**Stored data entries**
════════

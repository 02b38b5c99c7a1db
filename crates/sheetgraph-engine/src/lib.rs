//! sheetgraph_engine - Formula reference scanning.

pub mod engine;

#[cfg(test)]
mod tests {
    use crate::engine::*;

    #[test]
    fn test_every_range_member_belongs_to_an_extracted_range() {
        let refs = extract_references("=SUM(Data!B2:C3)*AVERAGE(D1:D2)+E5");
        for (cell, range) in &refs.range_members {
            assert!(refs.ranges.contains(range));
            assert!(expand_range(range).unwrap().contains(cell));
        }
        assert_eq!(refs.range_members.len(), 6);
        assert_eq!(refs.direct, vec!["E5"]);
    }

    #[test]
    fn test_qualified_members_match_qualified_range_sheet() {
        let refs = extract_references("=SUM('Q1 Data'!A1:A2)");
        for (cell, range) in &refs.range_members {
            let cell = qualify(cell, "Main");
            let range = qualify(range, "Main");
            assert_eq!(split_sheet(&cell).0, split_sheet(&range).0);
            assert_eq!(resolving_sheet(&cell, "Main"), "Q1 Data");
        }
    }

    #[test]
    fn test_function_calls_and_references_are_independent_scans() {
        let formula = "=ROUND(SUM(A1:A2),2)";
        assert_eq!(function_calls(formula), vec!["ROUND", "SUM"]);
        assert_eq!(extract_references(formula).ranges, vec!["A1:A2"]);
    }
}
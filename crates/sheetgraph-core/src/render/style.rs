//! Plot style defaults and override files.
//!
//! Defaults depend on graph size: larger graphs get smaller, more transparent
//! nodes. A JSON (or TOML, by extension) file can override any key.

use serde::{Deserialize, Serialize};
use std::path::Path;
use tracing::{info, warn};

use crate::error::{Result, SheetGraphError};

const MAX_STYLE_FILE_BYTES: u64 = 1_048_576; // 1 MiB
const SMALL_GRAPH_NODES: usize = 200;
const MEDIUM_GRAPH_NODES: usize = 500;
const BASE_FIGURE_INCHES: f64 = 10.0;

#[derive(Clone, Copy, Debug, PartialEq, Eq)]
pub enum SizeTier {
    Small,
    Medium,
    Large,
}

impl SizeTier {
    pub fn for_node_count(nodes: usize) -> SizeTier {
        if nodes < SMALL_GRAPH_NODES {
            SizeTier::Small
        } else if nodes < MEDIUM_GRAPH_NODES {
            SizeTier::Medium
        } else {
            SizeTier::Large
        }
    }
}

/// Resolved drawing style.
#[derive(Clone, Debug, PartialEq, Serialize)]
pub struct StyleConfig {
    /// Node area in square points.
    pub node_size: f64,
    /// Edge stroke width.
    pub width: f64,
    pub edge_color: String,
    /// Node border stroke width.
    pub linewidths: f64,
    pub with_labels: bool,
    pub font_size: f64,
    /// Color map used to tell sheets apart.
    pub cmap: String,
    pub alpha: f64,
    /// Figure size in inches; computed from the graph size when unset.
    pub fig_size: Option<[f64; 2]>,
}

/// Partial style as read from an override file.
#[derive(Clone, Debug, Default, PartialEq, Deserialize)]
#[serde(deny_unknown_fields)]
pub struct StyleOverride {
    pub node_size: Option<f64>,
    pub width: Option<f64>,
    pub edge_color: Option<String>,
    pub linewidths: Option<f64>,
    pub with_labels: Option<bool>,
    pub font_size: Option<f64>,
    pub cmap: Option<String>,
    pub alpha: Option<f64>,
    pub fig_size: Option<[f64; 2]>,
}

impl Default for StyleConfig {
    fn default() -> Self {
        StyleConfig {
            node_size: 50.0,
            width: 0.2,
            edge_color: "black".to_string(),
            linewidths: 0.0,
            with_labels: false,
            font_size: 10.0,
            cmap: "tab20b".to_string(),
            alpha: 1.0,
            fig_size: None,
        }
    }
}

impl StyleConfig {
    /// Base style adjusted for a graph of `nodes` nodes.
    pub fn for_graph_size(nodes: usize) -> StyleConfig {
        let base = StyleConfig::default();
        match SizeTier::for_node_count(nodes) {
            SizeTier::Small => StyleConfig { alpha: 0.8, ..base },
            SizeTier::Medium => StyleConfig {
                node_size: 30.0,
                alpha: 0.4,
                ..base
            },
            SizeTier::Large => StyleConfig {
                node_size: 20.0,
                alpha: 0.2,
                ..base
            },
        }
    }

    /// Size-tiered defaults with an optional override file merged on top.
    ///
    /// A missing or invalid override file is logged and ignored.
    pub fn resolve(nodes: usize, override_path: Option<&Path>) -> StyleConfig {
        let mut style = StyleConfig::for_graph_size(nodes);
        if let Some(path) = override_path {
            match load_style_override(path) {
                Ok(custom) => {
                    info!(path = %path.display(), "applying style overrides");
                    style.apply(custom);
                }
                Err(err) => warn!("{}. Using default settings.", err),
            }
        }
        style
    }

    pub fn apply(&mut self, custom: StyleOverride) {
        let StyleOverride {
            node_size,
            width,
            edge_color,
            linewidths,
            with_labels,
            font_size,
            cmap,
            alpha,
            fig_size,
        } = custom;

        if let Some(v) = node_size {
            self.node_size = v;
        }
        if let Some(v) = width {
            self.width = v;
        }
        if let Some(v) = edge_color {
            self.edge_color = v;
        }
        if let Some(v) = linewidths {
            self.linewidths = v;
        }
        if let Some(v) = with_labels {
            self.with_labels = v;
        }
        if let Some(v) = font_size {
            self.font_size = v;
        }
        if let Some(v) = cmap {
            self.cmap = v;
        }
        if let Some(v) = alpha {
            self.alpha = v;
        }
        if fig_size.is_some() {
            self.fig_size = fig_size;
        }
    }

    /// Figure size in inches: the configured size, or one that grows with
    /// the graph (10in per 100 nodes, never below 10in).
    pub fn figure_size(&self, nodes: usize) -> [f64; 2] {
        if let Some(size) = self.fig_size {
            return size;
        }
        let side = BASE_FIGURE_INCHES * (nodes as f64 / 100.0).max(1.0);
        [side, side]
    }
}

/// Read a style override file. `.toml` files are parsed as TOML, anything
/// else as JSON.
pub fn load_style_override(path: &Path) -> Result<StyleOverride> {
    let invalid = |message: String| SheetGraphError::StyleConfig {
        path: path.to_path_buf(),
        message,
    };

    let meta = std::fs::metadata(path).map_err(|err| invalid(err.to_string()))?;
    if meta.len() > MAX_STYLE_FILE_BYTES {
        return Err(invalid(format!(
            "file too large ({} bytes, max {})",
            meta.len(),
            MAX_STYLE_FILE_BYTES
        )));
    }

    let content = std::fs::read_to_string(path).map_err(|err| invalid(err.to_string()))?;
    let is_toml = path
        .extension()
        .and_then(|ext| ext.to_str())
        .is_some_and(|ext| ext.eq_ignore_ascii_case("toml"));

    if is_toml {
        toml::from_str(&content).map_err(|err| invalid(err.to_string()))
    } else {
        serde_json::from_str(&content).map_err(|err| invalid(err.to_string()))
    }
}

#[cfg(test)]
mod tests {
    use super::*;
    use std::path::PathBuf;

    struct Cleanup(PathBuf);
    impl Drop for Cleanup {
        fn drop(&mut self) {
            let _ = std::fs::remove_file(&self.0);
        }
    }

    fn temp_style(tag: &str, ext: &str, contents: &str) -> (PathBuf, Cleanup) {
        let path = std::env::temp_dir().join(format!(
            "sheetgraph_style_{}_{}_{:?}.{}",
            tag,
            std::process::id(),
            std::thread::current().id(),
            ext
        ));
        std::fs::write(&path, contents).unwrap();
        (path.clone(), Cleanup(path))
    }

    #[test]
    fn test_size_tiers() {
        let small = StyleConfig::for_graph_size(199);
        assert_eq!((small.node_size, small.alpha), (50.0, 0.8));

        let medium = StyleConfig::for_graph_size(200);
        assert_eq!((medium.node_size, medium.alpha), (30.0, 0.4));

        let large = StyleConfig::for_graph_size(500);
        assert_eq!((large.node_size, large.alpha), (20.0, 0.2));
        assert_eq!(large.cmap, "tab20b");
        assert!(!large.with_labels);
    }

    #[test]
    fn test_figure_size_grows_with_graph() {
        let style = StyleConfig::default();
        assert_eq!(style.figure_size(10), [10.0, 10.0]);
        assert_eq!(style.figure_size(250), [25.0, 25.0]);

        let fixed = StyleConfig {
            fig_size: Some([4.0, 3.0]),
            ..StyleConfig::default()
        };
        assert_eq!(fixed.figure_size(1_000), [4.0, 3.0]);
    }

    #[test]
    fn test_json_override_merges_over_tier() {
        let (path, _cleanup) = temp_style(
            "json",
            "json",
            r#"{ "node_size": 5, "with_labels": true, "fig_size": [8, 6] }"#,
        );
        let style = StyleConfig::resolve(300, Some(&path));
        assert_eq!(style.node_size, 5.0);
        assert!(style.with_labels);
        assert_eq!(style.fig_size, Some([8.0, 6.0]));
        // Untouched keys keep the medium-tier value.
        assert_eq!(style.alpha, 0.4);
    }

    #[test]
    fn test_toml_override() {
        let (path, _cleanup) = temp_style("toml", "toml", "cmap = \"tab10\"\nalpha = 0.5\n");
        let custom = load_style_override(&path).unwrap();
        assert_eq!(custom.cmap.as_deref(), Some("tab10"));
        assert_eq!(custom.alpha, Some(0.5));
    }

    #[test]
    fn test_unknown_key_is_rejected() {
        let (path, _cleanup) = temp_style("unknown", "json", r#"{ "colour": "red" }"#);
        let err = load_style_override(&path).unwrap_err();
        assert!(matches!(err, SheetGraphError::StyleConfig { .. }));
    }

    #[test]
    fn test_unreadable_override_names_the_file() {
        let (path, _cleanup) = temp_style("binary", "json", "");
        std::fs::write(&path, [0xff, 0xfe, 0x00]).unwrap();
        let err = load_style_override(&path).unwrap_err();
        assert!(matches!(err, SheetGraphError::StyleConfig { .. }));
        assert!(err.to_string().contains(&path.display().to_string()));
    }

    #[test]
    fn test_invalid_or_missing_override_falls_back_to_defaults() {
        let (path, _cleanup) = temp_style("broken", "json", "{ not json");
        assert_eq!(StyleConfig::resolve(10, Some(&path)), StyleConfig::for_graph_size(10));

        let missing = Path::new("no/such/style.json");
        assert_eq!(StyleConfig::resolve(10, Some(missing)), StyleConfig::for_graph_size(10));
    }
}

════════

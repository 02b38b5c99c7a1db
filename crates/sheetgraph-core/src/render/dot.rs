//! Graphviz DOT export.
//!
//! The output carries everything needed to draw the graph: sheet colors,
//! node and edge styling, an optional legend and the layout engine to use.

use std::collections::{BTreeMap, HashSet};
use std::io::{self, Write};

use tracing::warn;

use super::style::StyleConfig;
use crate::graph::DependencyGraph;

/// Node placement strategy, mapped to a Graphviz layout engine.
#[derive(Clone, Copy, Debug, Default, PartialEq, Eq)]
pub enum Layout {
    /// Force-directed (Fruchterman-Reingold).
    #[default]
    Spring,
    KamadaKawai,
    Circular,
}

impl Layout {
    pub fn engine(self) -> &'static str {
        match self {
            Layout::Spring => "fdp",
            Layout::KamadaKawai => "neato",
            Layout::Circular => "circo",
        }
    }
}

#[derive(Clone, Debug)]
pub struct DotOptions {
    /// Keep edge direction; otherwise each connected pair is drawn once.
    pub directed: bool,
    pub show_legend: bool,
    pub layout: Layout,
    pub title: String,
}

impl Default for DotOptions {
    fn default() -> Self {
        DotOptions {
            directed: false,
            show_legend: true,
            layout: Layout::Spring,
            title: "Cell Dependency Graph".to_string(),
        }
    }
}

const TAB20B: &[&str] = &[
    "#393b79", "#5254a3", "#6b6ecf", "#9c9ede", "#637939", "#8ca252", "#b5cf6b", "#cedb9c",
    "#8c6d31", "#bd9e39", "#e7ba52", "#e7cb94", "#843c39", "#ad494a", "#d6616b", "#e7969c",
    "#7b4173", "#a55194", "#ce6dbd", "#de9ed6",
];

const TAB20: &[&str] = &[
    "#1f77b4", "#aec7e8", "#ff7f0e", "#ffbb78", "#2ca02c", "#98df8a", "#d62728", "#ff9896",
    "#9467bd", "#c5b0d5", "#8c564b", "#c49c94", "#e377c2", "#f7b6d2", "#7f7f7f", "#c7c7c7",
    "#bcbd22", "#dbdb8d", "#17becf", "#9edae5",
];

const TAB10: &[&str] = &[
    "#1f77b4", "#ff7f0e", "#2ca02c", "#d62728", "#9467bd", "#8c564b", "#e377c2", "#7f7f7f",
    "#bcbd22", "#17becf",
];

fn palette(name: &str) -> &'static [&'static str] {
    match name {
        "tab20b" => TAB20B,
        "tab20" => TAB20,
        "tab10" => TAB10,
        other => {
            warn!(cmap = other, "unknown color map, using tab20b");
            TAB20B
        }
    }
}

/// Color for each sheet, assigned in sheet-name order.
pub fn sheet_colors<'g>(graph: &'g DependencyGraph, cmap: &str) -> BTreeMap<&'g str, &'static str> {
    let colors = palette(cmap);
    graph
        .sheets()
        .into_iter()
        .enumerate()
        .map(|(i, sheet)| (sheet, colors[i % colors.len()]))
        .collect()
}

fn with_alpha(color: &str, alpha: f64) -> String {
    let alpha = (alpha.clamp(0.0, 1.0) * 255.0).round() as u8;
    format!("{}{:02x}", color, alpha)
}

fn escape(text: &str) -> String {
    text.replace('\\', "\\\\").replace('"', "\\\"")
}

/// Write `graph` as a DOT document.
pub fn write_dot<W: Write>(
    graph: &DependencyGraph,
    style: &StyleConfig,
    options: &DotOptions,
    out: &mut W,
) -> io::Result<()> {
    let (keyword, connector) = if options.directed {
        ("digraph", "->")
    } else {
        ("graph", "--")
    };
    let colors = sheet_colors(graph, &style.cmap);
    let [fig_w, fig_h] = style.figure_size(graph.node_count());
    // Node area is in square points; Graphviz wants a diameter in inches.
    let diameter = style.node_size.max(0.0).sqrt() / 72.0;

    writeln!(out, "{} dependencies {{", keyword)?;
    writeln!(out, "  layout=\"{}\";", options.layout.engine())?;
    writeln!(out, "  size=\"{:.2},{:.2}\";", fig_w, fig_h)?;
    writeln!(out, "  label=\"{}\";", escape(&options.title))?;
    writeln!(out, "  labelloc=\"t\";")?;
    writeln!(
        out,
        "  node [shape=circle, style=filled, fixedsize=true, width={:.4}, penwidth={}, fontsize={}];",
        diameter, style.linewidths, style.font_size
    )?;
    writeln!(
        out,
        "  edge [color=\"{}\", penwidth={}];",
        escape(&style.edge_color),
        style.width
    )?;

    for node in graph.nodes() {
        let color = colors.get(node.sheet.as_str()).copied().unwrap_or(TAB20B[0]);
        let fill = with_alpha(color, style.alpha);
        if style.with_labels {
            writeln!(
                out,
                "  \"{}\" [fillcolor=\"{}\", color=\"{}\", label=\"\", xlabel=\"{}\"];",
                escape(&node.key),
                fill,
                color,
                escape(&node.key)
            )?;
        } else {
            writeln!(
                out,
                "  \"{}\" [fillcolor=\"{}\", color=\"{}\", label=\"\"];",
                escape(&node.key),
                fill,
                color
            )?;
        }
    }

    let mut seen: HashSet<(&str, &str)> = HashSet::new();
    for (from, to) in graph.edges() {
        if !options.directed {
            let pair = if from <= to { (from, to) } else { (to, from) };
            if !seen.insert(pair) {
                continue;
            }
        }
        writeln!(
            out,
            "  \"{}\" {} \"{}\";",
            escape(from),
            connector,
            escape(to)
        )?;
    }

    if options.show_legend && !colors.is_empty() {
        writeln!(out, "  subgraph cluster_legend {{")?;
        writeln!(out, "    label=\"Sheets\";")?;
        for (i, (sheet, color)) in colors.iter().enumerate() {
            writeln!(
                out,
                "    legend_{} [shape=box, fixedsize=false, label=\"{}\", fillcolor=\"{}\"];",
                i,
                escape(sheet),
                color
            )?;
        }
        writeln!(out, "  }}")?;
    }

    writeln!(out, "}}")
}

════════

**Aim of the task**
Lines in the records above that carry the word "fillcolor" are to be located and copied.

**Solution for this problem**
                "  \"{}\" [fillcolor=\"{}\", color=\"{}\", label=\"\", xlabel=\"{}\"];",
                "  \"{}\" [fillcolor=\"{}\", color=\"{}\", label=\"\"];",
                "    legend_{} [shape=box, fixedsize=false, label=\"{}\", fillcolor=\"{}\"];",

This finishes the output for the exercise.